2020 Hugos: Written Fiction Works

CoNZealand, the 78th World Science Fiction Convention, has announced the finalists for the 2020 Hugo Awards, the Lodestar Award for Best Young Adult Book, and the Astounding Award for Best New Writer.  You can watch a video of the announcement on CoNZealand’s YouTube channel or view the complete list on the Hugo Awards website.  JJ at File 770 has put together a post on Where To Find The 2020 Hugo Award Finalists For Free Online.

This will be the first of four posts with my initial thoughts.  I’m dividing the nineteen award categories into written fiction works (novel, novella, novelette, short story, young adult book), other individual works (related work, graphic story, long form dramatic presentation, short form dramatic presentation), people categories (short form editor, long form editor, professional artist, fan writer, fan artist, new writer), and serial categories (series, semiprozine, fanzine, fancast).

Best Novel

  • The City in the Middle of the Night, by Charlie Jane Anders (Tor; Titan)
  • Gideon the Ninth, by Tamsyn Muir (Tor.com Publishing)
  • The Light Brigade, by Kameron Hurley (Saga; Angry Robot UK)
  • A Memory Called Empire, by Arkady Martine (Tor; Tor UK)
  • Middlegame, by Seanan McGuire (Tor.com Publishing)
  • The Ten Thousand Doors of January, by Alix E. Harrow (Redhook; Orbit UK)

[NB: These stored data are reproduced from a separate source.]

//! Backtest command: pick a candle source, replay, return the report.

use crate::config::AppConfig;
use crate::error::AppResult;
use bfut_backtest::{fetch_klines, load_klines_file, BacktestEngine, BacktestReport};
use bfut_core::Kline;
use bfut_venue::VenueClient;
use std::path::{Path, PathBuf};
use tracing::info;

/// Run the configured strategies over historical candles.
///
/// Candles come from `data` if given, else from `backtest.data_file`, else
/// from the public klines endpoint of the configured venue.
pub async fn run_backtest(config: &AppConfig, data: Option<PathBuf>) -> AppResult<BacktestReport> {
    let bt = &config.backtest;
    let klines = match data.or_else(|| bt.data_file.clone()) {
        Some(path) => load_file(&path, config)?,
        None => {
            // Public endpoint, no credentials.
            let venue = VenueClient::new(config.venue.venue_config(), None)?;
            info!(
                symbol = %bt.symbol,
                interval = %bt.interval,
                start_ms = ?bt.start_ms,
                end_ms = ?bt.end_ms,
                "Fetching candles"
            );
            fetch_klines(
                venue.rest().as_ref(),
                &bt.symbol,
                bt.interval,
                bt.start_ms,
                bt.end_ms,
            )
            .await?
        }
    };
    info!(bars = klines.len(), "Candles ready");

    let engine = BacktestEngine::new(bt.clone(), config.risk.clone());
    let report = engine.run(&config.strategies, &klines).await?;
    Ok(report)
}

fn load_file(path: &Path, config: &AppConfig) -> AppResult<Vec<Kline>> {
    info!(path = %path.display(), "Loading candles from file");
    Ok(load_klines_file(path, config.backtest.interval)?)
}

Four of these were on my nomination ballot, and I only have one left to read.  The one I’ve read but didn’t nominate was The City in the Middle of the Night.  I went in with high hopes since I loved All the Birds in the Sky.  There’s some interesting worldbuilding, but the main character frustrated the heck out of me.

The one I still need to read is Gideon the Ninth.  I’ve seen a lot of buzz, but it didn’t really sound like my sort of thing.  Although I liked her story “The Deepwater Bride” enough to nominate it a few years ago, and I wouldn’t have thought that was my sort of thing either.  I decide to wait and see if it made the ballot and here it is!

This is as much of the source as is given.